**GIVEN RECORDS:**
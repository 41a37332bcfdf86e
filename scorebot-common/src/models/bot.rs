// File: scorebot-common/src/models/bot.rs

use std::fmt;
use chrono::{DateTime, Utc};
use serde::{Deserialize, Serialize};

#[derive(Debug, Clone, Copy, PartialEq, Eq, Default, Serialize, Deserialize)]
#[serde(rename_all = "lowercase")]
pub enum BotStatus {
    Running,
    #[default]
    Stopped,
}

impl fmt::Display for BotStatus {
    fn fmt(&self, f: &mut fmt::Formatter<'_>) -> fmt::Result {
        match self {
            BotStatus::Running => write!(f, "running"),
            BotStatus::Stopped => write!(f, "stopped"),
        }
    }
}

/// Snapshot handed to dashboards.
#[derive(Debug, Clone, PartialEq, Eq, Serialize, Deserialize)]
pub struct BotInfo {
    pub username: Option<String>,
    pub status: BotStatus,
    pub started_at: Option<DateTime<Utc>>,
    pub stopped_at: Option<DateTime<Utc>>,
}

/// Process-wide state of one bot run, owned by the runtime and handed by
/// reference to the dispatcher.
#[derive(Debug, Clone, Default, PartialEq, Eq)]
pub struct BotRuntimeState {
    pub tracking_enabled: bool,
    pub channel_user_id: Option<String>,
    pub bot_user_id: Option<String>,
    pub username: Option<String>,
    pub status: BotStatus,
    pub started_at: Option<DateTime<Utc>>,
    pub stopped_at: Option<DateTime<Utc>>,
    pub last_team_command_at: Option<DateTime<Utc>>,
}

impl BotRuntimeState {
    pub fn mark_running(
        &mut self,
        username: &str,
        channel_user_id: &str,
        bot_user_id: &str,
        now: DateTime<Utc>,
    ) {
        self.username = Some(username.to_string());
        self.channel_user_id = Some(channel_user_id.to_string());
        self.bot_user_id = Some(bot_user_id.to_string());
        self.status = BotStatus::Running;
        self.started_at = Some(now);
    }

    /// Stopped, stop time recorded, channel and username cleared.
    pub fn mark_stopped(&mut self, now: DateTime<Utc>) {
        self.channel_user_id = None;
        self.username = None;
        self.status = BotStatus::Stopped;
        self.stopped_at = Some(now);
    }

    pub fn info(&self) -> BotInfo {
        BotInfo {
            username: self.username.clone(),
            status: self.status,
            started_at: self.started_at,
            stopped_at: self.stopped_at,
        }
    }
}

**YOUR ASSIGNMENT:**
Using the records above, gather all lines where the string "common" is present.

**OUTPUT OF THE EXERCISE:**
filename scorebot-common/src/models/bot.rs
// File: scorebot-common/src/models/bot.rs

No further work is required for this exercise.